# Basic data exploration in Python

## Preamble : loading the relevant libraries
* When you progress in programming, you'll see that the phrase "Do not reinvent the wheel" saves you time ! 

* PLUS Python is known as a language with "batteries included"

### Data analysis ![Pandas](/pandas_small.png)
* For data analysis, the reference library is Pandas

* We will explore some functionalities (though this is a library with LOTS of functionalities). More here : [Pandas](https://pandas.pydata.org/docs/index.html)

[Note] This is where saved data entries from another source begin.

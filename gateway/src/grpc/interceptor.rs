//! Interceptor chains
//!
//! Every inbound gRPC call runs through an ordered chain: the user
//! interceptors in registration order, then the routing step, then a terminal
//! `NotFound`. Each link decides whether to call the next one, so an
//! interceptor can short-circuit, rewrite the request, or post-process the
//! reply.
//!
//! ```text
//! user[0] -> user[1] -> ... -> route lookup -> NotFound
//! ```

use std::future::Future;
use std::sync::Arc;

use bytes::Bytes;
use futures_util::future::BoxFuture;
use futures_util::stream::BoxStream;
use futures_util::StreamExt;
use tonic::Status;

use crate::error::route_not_found;
use crate::router::{CallContext, RouteTable};

/// Unary call travelling through the chain
pub struct UnaryCall {
    pub context: CallContext,
    pub request: Bytes,
}

pub type UnaryFuture = BoxFuture<'static, Result<Bytes, Status>>;

/// Link of the unary chain
pub trait UnaryInterceptor: Send + Sync + 'static {
    fn intercept(&self, call: UnaryCall, next: UnaryNext) -> UnaryFuture;
}

impl<F, Fut> UnaryInterceptor for F
where
    F: Fn(UnaryCall, UnaryNext) -> Fut + Send + Sync + 'static,
    Fut: Future<Output = Result<Bytes, Status>> + Send + 'static,
{
    fn intercept(&self, call: UnaryCall, next: UnaryNext) -> UnaryFuture {
        Box::pin(self(call, next))
    }
}

/// Wrap an async closure as a unary interceptor.
pub fn unary_interceptor<F, Fut>(f: F) -> Arc<dyn UnaryInterceptor>
where
    F: Fn(UnaryCall, UnaryNext) -> Fut + Send + Sync + 'static,
    Fut: Future<Output = Result<Bytes, Status>> + Send + 'static,
{
    Arc::new(f)
}

/// Remainder of a unary chain
#[derive(Clone)]
pub struct UnaryNext {
    chain: Arc<[Arc<dyn UnaryInterceptor>]>,
    position: usize,
}

impl UnaryNext {
    /// Chain of `interceptors` ending in a lookup on `routes`
    pub fn new(interceptors: &[Arc<dyn UnaryInterceptor>], routes: Arc<RouteTable>) -> Self {
        let mut chain = interceptors.to_vec();
        chain.push(Arc::new(RouteHandler { routes }));
        chain.push(Arc::new(NotFound));
        Self {
            chain: chain.into(),
            position: 0,
        }
    }

    /// Hand the call to the next link.
    pub fn run(self, call: UnaryCall) -> UnaryFuture {
        match self.chain.get(self.position) {
            Some(interceptor) => {
                let next = UnaryNext {
                    chain: self.chain.clone(),
                    position: self.position + 1,
                };
                interceptor.intercept(call, next)
            }
            None => UnaryInterceptor::intercept(&NotFound, call, self),
        }
    }
}

/// Answers with the registered handler, or passes on
struct RouteHandler {
    routes: Arc<RouteTable>,
}

impl UnaryInterceptor for RouteHandler {
    fn intercept(&self, call: UnaryCall, next: UnaryNext) -> UnaryFuture {
        match self.routes.lookup_handler(&call.context.method) {
            Some(handler) => Box::pin(async move { handler.handle(call.context, call.request).await }),
            None => next.run(call),
        }
    }
}

/// Last link of both chains: nothing handled the call
struct NotFound;

impl UnaryInterceptor for NotFound {
    fn intercept(&self, call: UnaryCall, _next: UnaryNext) -> UnaryFuture {
        Box::pin(async move { Err(route_not_found(&call.context.method)) })
    }
}

impl StreamInterceptor for NotFound {
    fn intercept(&self, call: StreamCall, _next: StreamNext) -> StreamFuture {
        Box::pin(async move { Err(route_not_found(&call.context.method)) })
    }
}

/// Client-streaming call travelling through the chain
pub struct StreamCall {
    pub context: CallContext,
    pub messages: BoxStream<'static, Result<Bytes, Status>>,
}

pub type StreamFuture = BoxFuture<'static, Result<(), Status>>;

/// Link of the stream chain
pub trait StreamInterceptor: Send + Sync + 'static {
    fn intercept(&self, call: StreamCall, next: StreamNext) -> StreamFuture;
}

impl<F, Fut> StreamInterceptor for F
where
    F: Fn(StreamCall, StreamNext) -> Fut + Send + Sync + 'static,
    Fut: Future<Output = Result<(), Status>> + Send + 'static,
{
    fn intercept(&self, call: StreamCall, next: StreamNext) -> StreamFuture {
        Box::pin(self(call, next))
    }
}

/// Wrap an async closure as a stream interceptor.
pub fn stream_interceptor<F, Fut>(f: F) -> Arc<dyn StreamInterceptor>
where
    F: Fn(StreamCall, StreamNext) -> Fut + Send + Sync + 'static,
    Fut: Future<Output = Result<(), Status>> + Send + 'static,
{
    Arc::new(f)
}

/// Remainder of a stream chain
#[derive(Clone)]
pub struct StreamNext {
    chain: Arc<[Arc<dyn StreamInterceptor>]>,
    position: usize,
}

impl StreamNext {
    /// Chain of `interceptors` ending in a listener lookup on `routes`
    pub fn new(interceptors: &[Arc<dyn StreamInterceptor>], routes: Arc<RouteTable>) -> Self {
        let mut chain = interceptors.to_vec();
        chain.push(Arc::new(RouteListener { routes }));
        chain.push(Arc::new(NotFound));
        Self {
            chain: chain.into(),
            position: 0,
        }
    }

    pub fn run(self, call: StreamCall) -> StreamFuture {
        match self.chain.get(self.position) {
            Some(interceptor) => {
                let next = StreamNext {
                    chain: self.chain.clone(),
                    position: self.position + 1,
                };
                interceptor.intercept(call, next)
            }
            None => StreamInterceptor::intercept(&NotFound, call, self),
        }
    }
}

/// Feeds every message to the registered listener, or passes on
struct RouteListener {
    routes: Arc<RouteTable>,
}

impl StreamInterceptor for RouteListener {
    fn intercept(&self, call: StreamCall, next: StreamNext) -> StreamFuture {
        let Some(listener) = self.routes.lookup_listener(&call.context.method) else {
            return next.run(call);
        };

        Box::pin(async move {
            let StreamCall { context, mut messages } = call;
            while let Some(message) = messages.next().await {
                listener.notify(context.clone(), message?).await;
            }
            Ok(())
        })
    }
}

###  Interactive visualisations ![Plotly](../resources/plotly_graphing_libraries_1.png)
* We will favor Plotly for interactive visualisation though it can be hard to use for beginners, when they start.

* Plotly share some similarities with R's ggplot2, especially the Plotly Express module.

* Plotly can be used with Python, R, Javascript. Plotly is well documented, see here : [Plotly for Python](https://plotly.com/python/)


In [None]:
import pandas as pd
import plotly.express as px

## Loading data

Data can come from *various sources* :
- tabular data stored on your computer (e.g a .csv or Excel file)
- data stored in Domino Dataset
- file that you pull from Internet (advanced)
- other

Below, we'll see how we can load data stored on file directory and from Domino dataset

### SAS database
YES !!! You can read data from a SAS database.

In [None]:
# Reading from files
SAS_FILE_PATH = '../data/nhefs.sas7bdat'
#Reading from Domino Dataset
SAS_DATASET = '/domino/datasets/local/NHEFS_SAS/nhefs.sas7bdat'

In [None]:
df_sas = pd.read_sas(SAS_FILE_PATH, format=None, index=None, encoding=None, chunksize=None, iterator=False)
df_sas.info()

In [None]:
df_sas_dataset = pd.read_sas(SAS_DATASET, format=None, index=None, encoding=None, chunksize=None, iterator=False)
df_sas_dataset.info()

In [None]:
df_sas.head()

In [None]:
df_sas_dataset.head()

### Time series (.csv) stored on your computer

In [None]:
# Bitcoin data (time series)
data_btc = '/domino/datasets/local/Bitcoin_dataset/Bitbay_BTCEUR_d.csv'
df_btc = pd.read_csv(data_btc, header=1) # the first line is a header

In [None]:
df_btc.info()

In [None]:
# df_btc contains time series of Bitcoin/EUR data
# Convert the Date into a datetime object
df_btc["Date"] = pd.to_datetime(df_btc["Date"])

In [None]:
df_btc.info()

In [None]:
df_btc.head()

## Selecting, filtering

### Selecting a few columns

In [None]:
# Pseudo SQL : select seqn, death, sex, age, pregnancies from df_sas
col_selection = ['seqn', 'death', 'sex', 'age', 'pregnancies']
df_sas_light = df_sas[col_selection]
df_sas_light.head()

### Filtering (NHEFS data)

#### 1 or more criteria 

In [None]:
# Only women
# Pseudo-SQL : select * from df_sas_light where sex = 1
df_sas_women = df_sas_light[df_sas["sex"]==1]

In [None]:
df_sas_women.head()

In [None]:
# Only women aged more than 40, from original dataframe
# Pseudo-SQL : select * from df_sas where (sex = 1 and age >= 40)
df_sas_women_above40 = df_sas_light[(df_sas["sex"]==1)&(df_sas["age"]>=40)]
df_sas_women_above40.head()

**FURTHER READING**

You can have a look at Pandas tutorials to go deeper
[Select a subset with Pandas](https://pandas.pydata.org/docs/getting_started/intro_tutorials/03_subset_data.html)

## Transforming the data

In [None]:
# Adding year and month for BTC/EUR data
df_btc["Year"] = df_btc["Date"].dt.year
df_btc["Month"] = df_btc["Date"].dt.month

In [None]:
# Adding a new column Gender which contains categorical data 
df_sas["gender"] =  df_sas["sex"].apply(lambda x: "MALE" if x ==0 else "FEMALE")
df_sas[["seqn","sex","gender"]].head()

**FURTHER READING**

[Add or create new columns](https://pandas.pydata.org/docs/getting_started/intro_tutorials/05_add_columns.html)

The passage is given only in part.